On November 9, 2008, Officers Markham and Hernandez, together with a third officer,
arrested Sattler at her home. The officers were wearing civilian clothing. Sattler was taken to
the Chicago Police Department’s 17th District. Shortly thereafter, Sattler was transferred in a
police wagon to Area 5, a separate facility, by Officer David Dezonno and his partner, both nonparties and both of whom were wearing uniforms. Markham and Hernandez were not involved
in bringing Sattler to the wagon. When Officer Dezonno and his partner placed Sattler in the
wagon and lowered the bar to secure her, the bar hit Sattler on the right temple, causing her to
lose consciousness. Sattler does not recall anything prior to or immediately after losing
consciousness, including who lowered the bar or what that person was wearing. Officers
Markham and Hernandez were not present when Sattler lost consciousness and were not aware
of the incident. Sattler does not recall telling anyone, including her father or any police officer,
that she was injured in the transport wagon.
At Area 5, Sergeant Crawford assigned Detective Reyes to the Gutierrez robbery. Reyes
interviewed Gutierrez, who described the female assailant as “white, possibly Hispanic female.”

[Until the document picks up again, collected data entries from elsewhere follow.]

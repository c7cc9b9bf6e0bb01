//! Stemma Core - Lineage Data Types
//!
//! Pure data structures for the stemma lineage framework. All other crates
//! depend on this. This crate contains ONLY data types and their invariants -
//! no emission or tracking logic.
//!
//! # Key Types
//!
//! - [`EntityDescriptor`]: one produced dataset as the orchestrator sees it
//! - [`ExprNode`] / [`ColumnGraphProvider`]: the column dependency graph
//!   boundary consumed by the lineage walker
//! - [`RunEvent`] / [`RunState`]: immutable lifecycle events (START,
//!   COMPLETE, FAIL) with run, job, and dataset records
//! - Facets ([`SchemaFacet`], [`ColumnLineageFacet`], ...): annotations
//!   attached to runs and datasets
//! - [`SinkConfig`]: where events are delivered, resolved once at startup
//! - [`StemmaError`] / [`StemmaResult`]: the error taxonomy

mod config;
mod entity;
mod error;
mod event;
mod facet;
mod name;

pub use config::SinkConfig;
pub use entity::{ColumnDef, ColumnGraphProvider, EntityDescriptor, ExprNode, Walk};
pub use error::{ConfigError, LineageError, SinkError, StemmaError, StemmaResult};
pub use event::{
    new_run_id, ExecutionStats, InputDataset, Job, OutputDataset, Run, RunEvent, RunId, RunState,
    UpdateOutcome,
};
pub use facet::{
    merge_facets, ColumnLineage, ColumnLineageFacet, ErrorMessageFacet, ExecutionFacet, Facet,
    FacetMap, InputField, OutputStatisticsFacet, SchemaFacet, SchemaField, COLUMN_LINEAGE_KEY,
    ERROR_MESSAGE_KEY, EXECUTION_FACET_SCHEMA_URL, EXECUTION_KEY, OUTPUT_STATISTICS_KEY, PRODUCER,
    SCHEMA_KEY,
};
pub use name::{QualifiedName, TableRef};
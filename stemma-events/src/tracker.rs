//! Run tracking state machine.
//!
//! Correlates the orchestrator's asynchronous lifecycle callbacks into
//! well-formed START/COMPLETE/FAIL event sequences. Per entity name the state
//! is `absent -> active -> absent`; there is no resting "completed" state, a
//! new start always creates a fresh run record.
//!
//! The tracker is driven by a single orchestrator thread per pipeline run and
//! takes `&mut self` accordingly. Callers that parallelize entity evaluation
//! must wrap the tracker in a mutual-exclusion lock.

use crate::emitter::LineageEmitter;
use crate::observer::PipelineObserver;
use std::collections::HashMap;
use stemma_core::{new_run_id, EntityDescriptor, RunId, SinkError, UpdateOutcome};

/// FAIL message for runs swept at an unsuccessful phase stop.
const INTERRUPTED_MESSAGE: &str = "evaluation interrupted";
/// FAIL message for runs left active despite a reported successful stop.
const UNKNOWN_ERROR_MESSAGE: &str = "unknown error";

/// Tracks in-flight entity evaluations and emits lifecycle events.
///
/// Guarantee: every entity name that reaches [`RunTracker::on_entity_start`]
/// eventually emits exactly one terminal event, even when the orchestrator
/// never delivers an update - the phase-stop sweep is the safety net.
///
/// Emission failures are not retried; they propagate to the caller of the
/// lifecycle callback. Tracking state is still advanced as if emission
/// succeeded, so no stale run leaks into later callbacks.
pub struct RunTracker {
    emitter: LineageEmitter,
    inner: Option<Box<dyn PipelineObserver>>,
    /// Active run id per entity name. At most one per name.
    active: HashMap<String, RunId>,
    /// Last-seen descriptor per in-flight name, kept so a FAIL can be
    /// emitted when no descriptor accompanies the terminating callback.
    descriptors: HashMap<String, EntityDescriptor>,
}

impl RunTracker {
    pub fn new(emitter: LineageEmitter) -> Self {
        Self {
            emitter,
            inner: None,
            active: HashMap::new(),
            descriptors: HashMap::new(),
        }
    }

    /// Attach an inner observer every callback is forwarded to.
    pub fn with_observer(mut self, inner: Box<dyn PipelineObserver>) -> Self {
        self.inner = Some(inner);
        self
    }

    /// Number of runs currently active.
    pub fn active_runs(&self) -> usize {
        self.active.len()
    }

    /// The evaluation phase begins: record descriptors for later lookup.
    /// Starts no runs and emits nothing.
    pub fn on_phase_start(&mut self, entities: &[EntityDescriptor]) {
        for entity in entities {
            self.descriptors.insert(entity.name.clone(), entity.clone());
        }
        if let Some(inner) = self.inner.as_mut() {
            inner.on_phase_start(entities);
        }
    }

    /// One entity's evaluation starts: generate a fresh run id and emit START.
    ///
    /// An already-active name is silently superseded - the old run id is
    /// discarded and the new attempt takes over (documented overwrite
    /// policy).
    ///
    /// # Errors
    ///
    /// Returns the sink's delivery error; the run is tracked regardless.
    pub fn on_entity_start(&mut self, entity: &EntityDescriptor) -> Result<(), SinkError> {
        let run_id = new_run_id();
        if let Some(superseded) = self.active.insert(entity.name.clone(), run_id) {
            tracing::debug!(
                entity = %entity.name,
                %superseded,
                "new start superseded an active run"
            );
        }
        self.descriptors.insert(entity.name.clone(), entity.clone());

        let result = self.emitter.emit_start(entity, run_id);
        if let Err(error) = &result {
            tracing::warn!(entity = %entity.name, %error, "failed to emit START event");
        }
        if let Some(inner) = self.inner.as_mut() {
            inner.on_entity_start(entity);
        }
        result
    }

    /// One entity's evaluation finished: emit the terminal event.
    ///
    /// An update with no matching active run is a no-op - it does not
    /// correspond to a tracked start. Audit failures (count > 0) terminate
    /// the run with FAIL; otherwise COMPLETE carries the outcome's duration
    /// and statistics.
    ///
    /// # Errors
    ///
    /// Returns the sink's delivery error; the run is untracked regardless.
    pub fn on_entity_update(
        &mut self,
        entity: &EntityDescriptor,
        outcome: &UpdateOutcome,
    ) -> Result<(), SinkError> {
        let result = match self.active.remove(&entity.name) {
            None => Ok(()),
            Some(run_id) if outcome.audits_failed > 0 => self.emitter.emit_fail(
                &entity.name,
                run_id,
                &format!(
                    "Audit failed: {} audit(s) failed",
                    outcome.audits_failed
                ),
            ),
            Some(run_id) => self.emitter.emit_complete(entity, run_id, outcome),
        };
        if let Err(error) = &result {
            tracing::warn!(entity = %entity.name, %error, "failed to emit terminal event");
        }
        if let Some(inner) = self.inner.as_mut() {
            inner.on_entity_update(entity, outcome);
        }
        result
    }

    /// The evaluation phase ends: sweep runs that started but never updated.
    ///
    /// Each still-active run gets a FAIL - "evaluation interrupted" when the
    /// phase was unsuccessful, "unknown error" when the phase reported
    /// success yet an update never arrived. All tracked state is cleared
    /// unconditionally so no run leaks into a subsequent phase.
    ///
    /// # Errors
    ///
    /// Returns the first delivery error encountered; the sweep still visits
    /// every remaining run and state is cleared either way.
    pub fn on_phase_stop(&mut self, success: bool) -> Result<(), SinkError> {
        let active = std::mem::take(&mut self.active);
        let descriptors = std::mem::take(&mut self.descriptors);

        let message = if success {
            UNKNOWN_ERROR_MESSAGE
        } else {
            INTERRUPTED_MESSAGE
        };

        let mut result = Ok(());
        for (name, run_id) in active {
            if !descriptors.contains_key(&name) {
                continue;
            }
            tracing::warn!(entity = %name, %run_id, reason = message, "run never reached a terminal update");
            if let Err(error) = self.emitter.emit_fail(&name, run_id, message) {
                if result.is_ok() {
                    result = Err(error);
                }
            }
        }

        if let Some(inner) = self.inner.as_mut() {
            inner.on_phase_stop(success);
        }
        result
    }

    // Pass-through phases: forwarded to the inner observer untouched.

    pub fn on_creation_start(&mut self, entities: &[EntityDescriptor]) {
        if let Some(inner) = self.inner.as_mut() {
            inner.on_creation_start(entities);
        }
    }

    pub fn on_creation_update(&mut self, entity: &EntityDescriptor) {
        if let Some(inner) = self.inner.as_mut() {
            inner.on_creation_update(entity);
        }
    }

    pub fn on_creation_stop(&mut self, success: bool) {
        if let Some(inner) = self.inner.as_mut() {
            inner.on_creation_stop(success);
        }
    }

    pub fn on_promotion_start(&mut self, entities: &[EntityDescriptor]) {
        if let Some(inner) = self.inner.as_mut() {
            inner.on_promotion_start(entities);
        }
    }

    pub fn on_promotion_update(&mut self, entity: &EntityDescriptor, promoted: bool) {
        if let Some(inner) = self.inner.as_mut() {
            inner.on_promotion_update(entity, promoted);
        }
    }

    pub fn on_promotion_stop(&mut self, success: bool) {
        if let Some(inner) = self.inner.as_mut() {
            inner.on_promotion_stop(success);
        }
    }
}

// =============================================================================
// TESTS
// =============================================================================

Reyes put together a physical lineup in which Sattler and four “fillers”—white or Hispanic
female police officers between the ages of thirty and forty-one—were shown to Gutierrez and
Guzman. Gutierrez identified Sattler as the female assailant, but Guzman was unable to do so.
On November 25, 2008, Detective Reyes appeared before a grand jury and incorrectly testified
that both Gutierrez and Guzman had identified Sattler as the female assailant. Reyes later
admitted that he “did not recall correctly [the results of the lineup] at the time of his testimony.”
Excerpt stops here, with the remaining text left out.